Stored items

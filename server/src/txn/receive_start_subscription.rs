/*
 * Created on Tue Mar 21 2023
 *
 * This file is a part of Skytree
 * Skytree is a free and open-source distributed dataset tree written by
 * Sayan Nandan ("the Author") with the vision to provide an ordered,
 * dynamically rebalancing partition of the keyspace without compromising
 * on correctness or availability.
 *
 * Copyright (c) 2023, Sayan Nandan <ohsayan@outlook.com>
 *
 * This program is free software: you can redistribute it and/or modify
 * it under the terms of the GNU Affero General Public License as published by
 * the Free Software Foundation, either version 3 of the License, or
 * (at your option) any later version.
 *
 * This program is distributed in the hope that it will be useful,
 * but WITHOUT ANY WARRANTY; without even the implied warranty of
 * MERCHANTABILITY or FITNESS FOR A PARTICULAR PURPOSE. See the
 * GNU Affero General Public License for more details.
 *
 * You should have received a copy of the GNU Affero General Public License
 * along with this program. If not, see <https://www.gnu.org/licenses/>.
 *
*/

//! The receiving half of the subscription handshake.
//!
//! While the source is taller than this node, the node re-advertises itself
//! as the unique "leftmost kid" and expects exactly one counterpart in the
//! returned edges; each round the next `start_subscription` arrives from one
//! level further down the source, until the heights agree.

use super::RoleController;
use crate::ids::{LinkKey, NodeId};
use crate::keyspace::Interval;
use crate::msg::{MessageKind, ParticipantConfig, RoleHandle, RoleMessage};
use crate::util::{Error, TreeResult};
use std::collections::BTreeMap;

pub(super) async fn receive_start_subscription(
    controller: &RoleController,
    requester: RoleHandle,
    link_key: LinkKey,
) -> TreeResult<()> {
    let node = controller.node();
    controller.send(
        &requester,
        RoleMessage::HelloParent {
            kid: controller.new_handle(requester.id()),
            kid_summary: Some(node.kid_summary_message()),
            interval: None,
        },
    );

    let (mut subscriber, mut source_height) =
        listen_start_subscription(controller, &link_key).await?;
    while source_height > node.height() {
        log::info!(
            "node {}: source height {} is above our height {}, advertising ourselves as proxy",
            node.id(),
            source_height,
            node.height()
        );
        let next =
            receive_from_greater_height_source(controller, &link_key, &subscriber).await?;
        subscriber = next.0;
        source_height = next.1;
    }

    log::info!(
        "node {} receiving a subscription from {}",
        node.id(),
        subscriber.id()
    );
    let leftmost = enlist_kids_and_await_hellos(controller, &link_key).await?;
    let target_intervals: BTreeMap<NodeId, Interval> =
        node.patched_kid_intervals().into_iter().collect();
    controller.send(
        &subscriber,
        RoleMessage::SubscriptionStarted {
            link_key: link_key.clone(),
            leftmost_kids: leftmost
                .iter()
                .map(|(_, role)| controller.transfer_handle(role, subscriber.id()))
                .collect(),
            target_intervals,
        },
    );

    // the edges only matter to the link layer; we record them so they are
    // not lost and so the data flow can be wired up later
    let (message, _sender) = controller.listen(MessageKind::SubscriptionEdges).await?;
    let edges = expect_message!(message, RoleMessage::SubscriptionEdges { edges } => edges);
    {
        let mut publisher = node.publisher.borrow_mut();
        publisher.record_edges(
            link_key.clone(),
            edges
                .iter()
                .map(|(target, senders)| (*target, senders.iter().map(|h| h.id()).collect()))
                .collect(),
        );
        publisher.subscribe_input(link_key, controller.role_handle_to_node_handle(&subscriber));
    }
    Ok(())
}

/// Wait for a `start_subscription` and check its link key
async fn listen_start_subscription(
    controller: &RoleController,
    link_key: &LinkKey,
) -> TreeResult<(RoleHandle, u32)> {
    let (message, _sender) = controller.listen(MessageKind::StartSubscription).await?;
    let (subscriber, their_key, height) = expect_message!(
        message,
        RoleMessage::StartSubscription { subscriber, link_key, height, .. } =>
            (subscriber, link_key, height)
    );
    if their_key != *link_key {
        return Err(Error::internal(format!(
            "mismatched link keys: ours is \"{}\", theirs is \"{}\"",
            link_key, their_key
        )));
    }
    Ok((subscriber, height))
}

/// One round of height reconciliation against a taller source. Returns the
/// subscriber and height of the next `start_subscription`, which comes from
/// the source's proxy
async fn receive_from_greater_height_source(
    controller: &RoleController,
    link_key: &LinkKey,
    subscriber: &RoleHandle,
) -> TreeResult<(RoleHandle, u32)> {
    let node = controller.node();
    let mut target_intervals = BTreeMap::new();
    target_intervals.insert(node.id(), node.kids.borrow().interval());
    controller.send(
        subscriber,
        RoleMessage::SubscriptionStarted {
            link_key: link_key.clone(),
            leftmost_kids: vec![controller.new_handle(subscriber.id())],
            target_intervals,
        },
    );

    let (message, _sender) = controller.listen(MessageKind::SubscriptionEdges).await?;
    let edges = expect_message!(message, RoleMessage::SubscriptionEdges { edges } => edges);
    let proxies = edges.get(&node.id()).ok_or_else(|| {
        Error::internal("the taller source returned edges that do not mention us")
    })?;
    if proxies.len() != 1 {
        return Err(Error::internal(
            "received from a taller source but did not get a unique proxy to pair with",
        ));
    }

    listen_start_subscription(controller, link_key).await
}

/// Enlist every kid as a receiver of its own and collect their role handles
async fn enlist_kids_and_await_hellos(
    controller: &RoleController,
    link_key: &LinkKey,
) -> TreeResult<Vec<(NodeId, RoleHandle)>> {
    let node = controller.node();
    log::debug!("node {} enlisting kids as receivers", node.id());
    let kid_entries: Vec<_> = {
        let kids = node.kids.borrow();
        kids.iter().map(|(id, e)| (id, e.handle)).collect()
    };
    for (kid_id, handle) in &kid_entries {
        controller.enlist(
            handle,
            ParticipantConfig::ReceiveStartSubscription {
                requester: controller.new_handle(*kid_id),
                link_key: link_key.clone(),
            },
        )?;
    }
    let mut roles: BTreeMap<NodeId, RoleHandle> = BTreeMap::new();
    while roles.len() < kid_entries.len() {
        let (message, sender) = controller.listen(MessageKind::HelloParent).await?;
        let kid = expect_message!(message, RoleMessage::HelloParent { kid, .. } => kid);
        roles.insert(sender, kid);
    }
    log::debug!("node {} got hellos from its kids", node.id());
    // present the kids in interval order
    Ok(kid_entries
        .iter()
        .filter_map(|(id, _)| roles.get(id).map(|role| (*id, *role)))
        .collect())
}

▶ YOUR TASK
Every entry shown above should be written out again without a single difference.

▶ ANSWER SECTION
filename server/src/txn/receive_start_subscription.rs
/*
 * Created on Tue Mar 21 2023
 *
 * This file is a part of Skytree
 * Skytree is a free and open-source distributed dataset tree written by
 * Sayan Nandan ("the Author") with the vision to provide an ordered,
 * dynamically rebalancing partition of the keyspace without compromising
 * on correctness or availability.
 *
 * Copyright (c) 2023, Sayan Nandan <ohsayan@outlook.com>
 *
 * This program is free software: you can redistribute it and/or modify
 * it under the terms of the GNU Affero General Public License as published by
 * the Free Software Foundation, either version 3 of the License, or
 * (at your option) any later version.
 *
 * This program is distributed in the hope that it will be useful,
 * but WITHOUT ANY WARRANTY; without even the implied warranty of
 * MERCHANTABILITY or FITNESS FOR A PARTICULAR PURPOSE. See the
 * GNU Affero General Public License for more details.
 *
 * You should have received a copy of the GNU Affero General Public License
 * along with this program. If not, see <https://www.gnu.org/licenses/>.
 *
*/

//! The receiving half of the subscription handshake.
//!
//! While the source is taller than this node, the node re-advertises itself
//! as the unique "leftmost kid" and expects exactly one counterpart in the
//! returned edges; each round the next `start_subscription` arrives from one
//! level further down the source, until the heights agree.

use super::RoleController;
use crate::ids::{LinkKey, NodeId};
use crate::keyspace::Interval;
use crate::msg::{MessageKind, ParticipantConfig, RoleHandle, RoleMessage};
use crate::util::{Error, TreeResult};
use std::collections::BTreeMap;

pub(super) async fn receive_start_subscription(
    controller: &RoleController,
    requester: RoleHandle,
    link_key: LinkKey,
) -> TreeResult<()> {
    let node = controller.node();
    controller.send(
        &requester,
        RoleMessage::HelloParent {
            kid: controller.new_handle(requester.id()),
            kid_summary: Some(node.kid_summary_message()),
            interval: None,
        },
    );

    let (mut subscriber, mut source_height) =
        listen_start_subscription(controller, &link_key).await?;
    while source_height > node.height() {
        log::info!(
            "node {}: source height {} is above our height {}, advertising ourselves as proxy",
            node.id(),
            source_height,
            node.height()
        );
        let next =
            receive_from_greater_height_source(controller, &link_key, &subscriber).await?;
        subscriber = next.0;
        source_height = next.1;
    }

    log::info!(
        "node {} receiving a subscription from {}",
        node.id(),
        subscriber.id()
    );
    let leftmost = enlist_kids_and_await_hellos(controller, &link_key).await?;
    let target_intervals: BTreeMap<NodeId, Interval> =
        node.patched_kid_intervals().into_iter().collect();
    controller.send(
        &subscriber,
        RoleMessage::SubscriptionStarted {
            link_key: link_key.clone(),
            leftmost_kids: leftmost
                .iter()
                .map(|(_, role)| controller.transfer_handle(role, subscriber.id()))
                .collect(),
            target_intervals,
        },
    );

    // the edges only matter to the link layer; we record them so they are
    // not lost and so the data flow can be wired up later
    let (message, _sender) = controller.listen(MessageKind::SubscriptionEdges).await?;
    let edges = expect_message!(message, RoleMessage::SubscriptionEdges { edges } => edges);
    {
        let mut publisher = node.publisher.borrow_mut();
        publisher.record_edges(
            link_key.clone(),
            edges
                .iter()
                .map(|(target, senders)| (*target, senders.iter().map(|h| h.id()).collect()))
                .collect(),
        );
        publisher.subscribe_input(link_key, controller.role_handle_to_node_handle(&subscriber));
    }
    Ok(())
}

/// Wait for a `start_subscription` and check its link key
async fn listen_start_subscription(
    controller: &RoleController,
    link_key: &LinkKey,
) -> TreeResult<(RoleHandle, u32)> {
    let (message, _sender) = controller.listen(MessageKind::StartSubscription).await?;
    let (subscriber, their_key, height) = expect_message!(
        message,
        RoleMessage::StartSubscription { subscriber, link_key, height, .. } =>
            (subscriber, link_key, height)
    );
    if their_key != *link_key {
        return Err(Error::internal(format!(
            "mismatched link keys: ours is \"{}\", theirs is \"{}\"",
            link_key, their_key
        )));
    }
    Ok((subscriber, height))
}

/// One round of height reconciliation against a taller source. Returns the
/// subscriber and height of the next `start_subscription`, which comes from
/// the source's proxy
async fn receive_from_greater_height_source(
    controller: &RoleController,
    link_key: &LinkKey,
    subscriber: &RoleHandle,
) -> TreeResult<(RoleHandle, u32)> {
    let node = controller.node();
    let mut target_intervals = BTreeMap::new();
    target_intervals.insert(node.id(), node.kids.borrow().interval());
    controller.send(
        subscriber,
        RoleMessage::SubscriptionStarted {
            link_key: link_key.clone(),
            leftmost_kids: vec![controller.new_handle(subscriber.id())],
            target_intervals,
        },
    );

    let (message, _sender) = controller.listen(MessageKind::SubscriptionEdges).await?;
    let edges = expect_message!(message, RoleMessage::SubscriptionEdges { edges } => edges);
    let proxies = edges.get(&node.id()).ok_or_else(|| {
        Error::internal("the taller source returned edges that do not mention us")
    })?;
    if proxies.len() != 1 {
        return Err(Error::internal(
            "received from a taller source but did not get a unique proxy to pair with",
        ));
    }

    listen_start_subscription(controller, link_key).await
}

/// Enlist every kid as a receiver of its own and collect their role handles
async fn enlist_kids_and_await_hellos(
    controller: &RoleController,
    link_key: &LinkKey,
) -> TreeResult<Vec<(NodeId, RoleHandle)>> {
    let node = controller.node();
    log::debug!("node {} enlisting kids as receivers", node.id());
    let kid_entries: Vec<_> = {
        let kids = node.kids.borrow();
        kids.iter().map(|(id, e)| (id, e.handle)).collect()
    };
    for (kid_id, handle) in &kid_entries {
        controller.enlist(
            handle,
            ParticipantConfig::ReceiveStartSubscription {
                requester: controller.new_handle(*kid_id),
                link_key: link_key.clone(),
            },
        )?;
    }
    let mut roles: BTreeMap<NodeId, RoleHandle> = BTreeMap::new();
    while roles.len() < kid_entries.len() {
        let (message, sender) = controller.listen(MessageKind::HelloParent).await?;
        let kid = expect_message!(message, RoleMessage::HelloParent { kid, .. } => kid);
        roles.insert(sender, kid);
    }
    log::debug!("node {} got hellos from its kids", node.id());
    // present the kids in interval order
    Ok(kid_entries
        .iter()
        .filter_map(|(id, _)| roles.get(id).map(|role| (*id, *role)))
        .collect())
}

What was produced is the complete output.